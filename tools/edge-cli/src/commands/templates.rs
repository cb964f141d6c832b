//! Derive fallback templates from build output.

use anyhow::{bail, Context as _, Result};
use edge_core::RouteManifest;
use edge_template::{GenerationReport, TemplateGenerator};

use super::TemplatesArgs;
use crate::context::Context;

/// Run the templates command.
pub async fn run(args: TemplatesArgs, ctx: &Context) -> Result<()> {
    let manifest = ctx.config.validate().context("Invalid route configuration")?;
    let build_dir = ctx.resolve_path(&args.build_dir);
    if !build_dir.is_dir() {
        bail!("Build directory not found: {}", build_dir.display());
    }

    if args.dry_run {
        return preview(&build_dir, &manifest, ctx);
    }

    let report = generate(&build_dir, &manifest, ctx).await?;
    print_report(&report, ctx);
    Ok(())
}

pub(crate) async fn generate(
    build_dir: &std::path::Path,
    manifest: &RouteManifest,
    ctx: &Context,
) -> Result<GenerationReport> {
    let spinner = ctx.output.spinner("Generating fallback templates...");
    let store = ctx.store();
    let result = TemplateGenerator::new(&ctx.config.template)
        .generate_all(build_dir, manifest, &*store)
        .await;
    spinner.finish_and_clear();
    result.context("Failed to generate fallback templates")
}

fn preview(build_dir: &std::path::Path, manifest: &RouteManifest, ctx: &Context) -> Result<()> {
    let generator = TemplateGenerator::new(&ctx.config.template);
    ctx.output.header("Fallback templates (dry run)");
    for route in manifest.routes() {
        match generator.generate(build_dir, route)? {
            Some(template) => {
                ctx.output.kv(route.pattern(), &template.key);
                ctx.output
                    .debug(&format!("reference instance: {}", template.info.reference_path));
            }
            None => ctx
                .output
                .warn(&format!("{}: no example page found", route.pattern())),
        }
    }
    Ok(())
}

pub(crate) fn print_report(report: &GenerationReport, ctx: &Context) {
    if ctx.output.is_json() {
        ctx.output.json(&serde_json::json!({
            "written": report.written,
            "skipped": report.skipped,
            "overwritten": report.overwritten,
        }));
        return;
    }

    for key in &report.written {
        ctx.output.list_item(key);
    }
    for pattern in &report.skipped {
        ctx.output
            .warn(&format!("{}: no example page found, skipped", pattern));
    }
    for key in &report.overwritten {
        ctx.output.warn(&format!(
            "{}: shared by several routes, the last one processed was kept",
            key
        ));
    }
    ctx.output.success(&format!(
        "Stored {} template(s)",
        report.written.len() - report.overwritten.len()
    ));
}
---
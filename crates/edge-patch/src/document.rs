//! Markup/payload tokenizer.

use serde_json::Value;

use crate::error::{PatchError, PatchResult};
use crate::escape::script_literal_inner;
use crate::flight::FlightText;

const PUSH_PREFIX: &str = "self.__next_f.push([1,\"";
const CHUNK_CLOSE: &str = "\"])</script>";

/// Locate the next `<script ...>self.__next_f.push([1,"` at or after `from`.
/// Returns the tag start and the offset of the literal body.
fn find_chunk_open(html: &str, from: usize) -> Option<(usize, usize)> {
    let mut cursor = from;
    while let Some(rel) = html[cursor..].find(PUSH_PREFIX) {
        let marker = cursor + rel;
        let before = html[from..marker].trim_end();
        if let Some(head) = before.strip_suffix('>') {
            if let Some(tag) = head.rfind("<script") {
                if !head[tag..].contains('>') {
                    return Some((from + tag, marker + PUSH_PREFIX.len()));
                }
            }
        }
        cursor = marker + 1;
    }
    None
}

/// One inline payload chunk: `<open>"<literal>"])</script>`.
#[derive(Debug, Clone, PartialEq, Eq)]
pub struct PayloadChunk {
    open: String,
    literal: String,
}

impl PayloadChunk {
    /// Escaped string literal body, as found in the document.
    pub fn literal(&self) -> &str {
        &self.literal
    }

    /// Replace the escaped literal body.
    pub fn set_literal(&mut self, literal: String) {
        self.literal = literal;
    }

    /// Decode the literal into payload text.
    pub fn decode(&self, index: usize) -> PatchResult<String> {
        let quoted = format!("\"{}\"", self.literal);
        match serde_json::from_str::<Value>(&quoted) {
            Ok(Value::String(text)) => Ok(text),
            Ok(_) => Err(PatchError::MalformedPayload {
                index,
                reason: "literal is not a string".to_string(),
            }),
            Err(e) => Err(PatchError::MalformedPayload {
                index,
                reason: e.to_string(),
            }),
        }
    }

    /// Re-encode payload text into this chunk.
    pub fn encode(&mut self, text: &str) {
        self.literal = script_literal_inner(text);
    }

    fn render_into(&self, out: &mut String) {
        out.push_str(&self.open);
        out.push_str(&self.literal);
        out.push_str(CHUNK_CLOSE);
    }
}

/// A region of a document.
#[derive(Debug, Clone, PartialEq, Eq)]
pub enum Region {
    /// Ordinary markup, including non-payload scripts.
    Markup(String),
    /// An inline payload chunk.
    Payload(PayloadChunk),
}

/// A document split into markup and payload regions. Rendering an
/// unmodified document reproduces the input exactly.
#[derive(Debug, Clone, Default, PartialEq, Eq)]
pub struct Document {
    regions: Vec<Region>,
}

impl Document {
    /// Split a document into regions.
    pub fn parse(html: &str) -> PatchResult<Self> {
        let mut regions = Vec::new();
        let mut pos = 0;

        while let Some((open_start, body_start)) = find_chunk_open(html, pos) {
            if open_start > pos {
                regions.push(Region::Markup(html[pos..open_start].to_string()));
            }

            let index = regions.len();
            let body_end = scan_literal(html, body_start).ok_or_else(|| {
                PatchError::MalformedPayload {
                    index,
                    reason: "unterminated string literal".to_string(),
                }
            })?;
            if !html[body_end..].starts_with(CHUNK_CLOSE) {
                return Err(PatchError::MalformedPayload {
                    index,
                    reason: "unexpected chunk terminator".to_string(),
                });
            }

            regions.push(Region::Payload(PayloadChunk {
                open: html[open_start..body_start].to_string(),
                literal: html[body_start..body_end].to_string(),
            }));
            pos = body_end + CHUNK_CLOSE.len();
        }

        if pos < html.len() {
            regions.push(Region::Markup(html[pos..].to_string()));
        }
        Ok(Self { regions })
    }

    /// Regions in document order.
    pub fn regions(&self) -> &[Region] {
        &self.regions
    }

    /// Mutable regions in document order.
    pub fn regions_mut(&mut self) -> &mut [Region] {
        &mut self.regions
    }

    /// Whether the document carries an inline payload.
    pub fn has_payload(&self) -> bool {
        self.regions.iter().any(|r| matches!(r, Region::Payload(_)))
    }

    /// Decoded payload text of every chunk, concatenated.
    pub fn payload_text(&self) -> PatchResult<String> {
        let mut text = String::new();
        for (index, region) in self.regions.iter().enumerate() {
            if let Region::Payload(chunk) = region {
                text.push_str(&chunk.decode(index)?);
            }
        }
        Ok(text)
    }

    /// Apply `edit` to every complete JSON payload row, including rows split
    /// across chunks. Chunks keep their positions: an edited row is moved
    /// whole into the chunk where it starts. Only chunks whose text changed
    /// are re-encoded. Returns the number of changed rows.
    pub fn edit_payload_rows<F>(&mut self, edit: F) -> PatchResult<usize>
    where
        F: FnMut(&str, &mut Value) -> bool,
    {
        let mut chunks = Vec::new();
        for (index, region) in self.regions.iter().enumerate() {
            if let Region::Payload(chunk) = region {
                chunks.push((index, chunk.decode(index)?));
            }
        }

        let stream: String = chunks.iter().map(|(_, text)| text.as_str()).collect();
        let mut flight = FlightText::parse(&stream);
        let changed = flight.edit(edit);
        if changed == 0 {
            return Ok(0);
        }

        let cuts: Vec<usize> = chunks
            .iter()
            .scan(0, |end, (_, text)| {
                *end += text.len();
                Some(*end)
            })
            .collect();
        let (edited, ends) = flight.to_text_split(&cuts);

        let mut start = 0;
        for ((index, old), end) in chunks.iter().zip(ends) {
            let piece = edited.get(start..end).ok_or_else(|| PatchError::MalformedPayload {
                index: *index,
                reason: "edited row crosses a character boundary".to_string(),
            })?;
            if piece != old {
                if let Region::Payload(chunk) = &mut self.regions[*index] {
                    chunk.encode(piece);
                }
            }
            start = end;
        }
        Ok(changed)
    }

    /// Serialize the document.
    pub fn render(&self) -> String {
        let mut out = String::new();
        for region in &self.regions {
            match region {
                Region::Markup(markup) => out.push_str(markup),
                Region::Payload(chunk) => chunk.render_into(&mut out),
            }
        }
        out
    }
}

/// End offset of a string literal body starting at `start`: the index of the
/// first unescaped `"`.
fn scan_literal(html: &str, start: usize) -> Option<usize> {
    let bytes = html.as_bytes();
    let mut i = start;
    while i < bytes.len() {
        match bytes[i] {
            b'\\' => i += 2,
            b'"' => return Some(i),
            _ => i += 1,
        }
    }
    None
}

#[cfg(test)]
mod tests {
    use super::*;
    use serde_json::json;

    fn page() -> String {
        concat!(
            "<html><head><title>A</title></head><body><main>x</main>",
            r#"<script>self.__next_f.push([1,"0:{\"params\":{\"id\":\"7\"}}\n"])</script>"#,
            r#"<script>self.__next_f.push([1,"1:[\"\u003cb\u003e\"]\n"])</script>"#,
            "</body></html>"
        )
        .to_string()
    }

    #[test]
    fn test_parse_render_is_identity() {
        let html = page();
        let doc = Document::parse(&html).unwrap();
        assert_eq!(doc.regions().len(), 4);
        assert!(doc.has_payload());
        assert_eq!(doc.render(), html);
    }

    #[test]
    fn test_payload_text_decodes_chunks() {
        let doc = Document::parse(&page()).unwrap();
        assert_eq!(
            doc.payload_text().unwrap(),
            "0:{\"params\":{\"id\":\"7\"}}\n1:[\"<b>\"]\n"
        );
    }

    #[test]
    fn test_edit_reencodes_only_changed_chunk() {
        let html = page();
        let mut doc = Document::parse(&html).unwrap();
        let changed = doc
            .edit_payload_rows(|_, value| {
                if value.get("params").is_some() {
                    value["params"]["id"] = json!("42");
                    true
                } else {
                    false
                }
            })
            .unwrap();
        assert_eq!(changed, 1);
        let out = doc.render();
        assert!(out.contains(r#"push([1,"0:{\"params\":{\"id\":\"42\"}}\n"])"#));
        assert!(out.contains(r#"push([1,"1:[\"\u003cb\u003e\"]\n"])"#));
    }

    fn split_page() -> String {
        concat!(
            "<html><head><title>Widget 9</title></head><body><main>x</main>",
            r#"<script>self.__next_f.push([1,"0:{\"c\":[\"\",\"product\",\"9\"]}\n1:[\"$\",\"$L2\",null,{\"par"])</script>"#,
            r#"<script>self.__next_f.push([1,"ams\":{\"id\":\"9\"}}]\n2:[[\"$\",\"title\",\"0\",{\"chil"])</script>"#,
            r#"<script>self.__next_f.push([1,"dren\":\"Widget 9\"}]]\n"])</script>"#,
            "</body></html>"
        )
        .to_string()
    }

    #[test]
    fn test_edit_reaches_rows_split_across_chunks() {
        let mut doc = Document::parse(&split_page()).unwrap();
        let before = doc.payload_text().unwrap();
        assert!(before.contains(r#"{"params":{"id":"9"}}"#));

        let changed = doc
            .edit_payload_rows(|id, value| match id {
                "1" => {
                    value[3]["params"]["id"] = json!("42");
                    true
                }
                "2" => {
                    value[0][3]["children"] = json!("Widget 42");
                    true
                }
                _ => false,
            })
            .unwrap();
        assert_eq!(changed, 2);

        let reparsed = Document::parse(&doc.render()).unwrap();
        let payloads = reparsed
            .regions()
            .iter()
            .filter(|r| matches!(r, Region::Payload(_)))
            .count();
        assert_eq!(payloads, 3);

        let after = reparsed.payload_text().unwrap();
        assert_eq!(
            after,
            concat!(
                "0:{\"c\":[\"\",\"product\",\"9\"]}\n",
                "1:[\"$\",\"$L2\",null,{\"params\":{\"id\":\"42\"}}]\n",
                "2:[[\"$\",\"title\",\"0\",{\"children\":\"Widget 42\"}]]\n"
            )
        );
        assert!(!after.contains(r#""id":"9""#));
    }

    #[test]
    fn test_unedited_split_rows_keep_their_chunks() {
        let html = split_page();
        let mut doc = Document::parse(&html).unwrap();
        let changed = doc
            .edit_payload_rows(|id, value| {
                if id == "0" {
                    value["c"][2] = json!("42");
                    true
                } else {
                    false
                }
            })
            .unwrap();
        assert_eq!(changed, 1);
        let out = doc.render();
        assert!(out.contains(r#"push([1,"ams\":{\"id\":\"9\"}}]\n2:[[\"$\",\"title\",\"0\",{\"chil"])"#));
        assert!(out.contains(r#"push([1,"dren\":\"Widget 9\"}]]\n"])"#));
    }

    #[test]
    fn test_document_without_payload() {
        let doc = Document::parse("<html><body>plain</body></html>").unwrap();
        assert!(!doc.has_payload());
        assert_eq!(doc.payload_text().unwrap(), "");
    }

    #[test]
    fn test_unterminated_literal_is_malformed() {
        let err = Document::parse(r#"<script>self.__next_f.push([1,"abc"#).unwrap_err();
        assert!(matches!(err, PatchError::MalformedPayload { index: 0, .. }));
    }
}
--
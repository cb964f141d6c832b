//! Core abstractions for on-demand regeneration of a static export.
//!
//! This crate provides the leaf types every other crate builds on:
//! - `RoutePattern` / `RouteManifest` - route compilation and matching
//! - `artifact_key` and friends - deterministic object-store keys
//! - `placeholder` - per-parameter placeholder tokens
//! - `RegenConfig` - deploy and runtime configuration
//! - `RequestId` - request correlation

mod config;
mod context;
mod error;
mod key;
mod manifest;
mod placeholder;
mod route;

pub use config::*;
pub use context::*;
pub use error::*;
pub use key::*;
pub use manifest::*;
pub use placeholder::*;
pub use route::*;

**WHAT YOU NEED TO DO**
Show the lines of the data that hold the word "filename".

**TASK RESPONSE**
filename tools/edge-cli/src/commands/templates.rs
filename crates/edge-patch/src/document.rs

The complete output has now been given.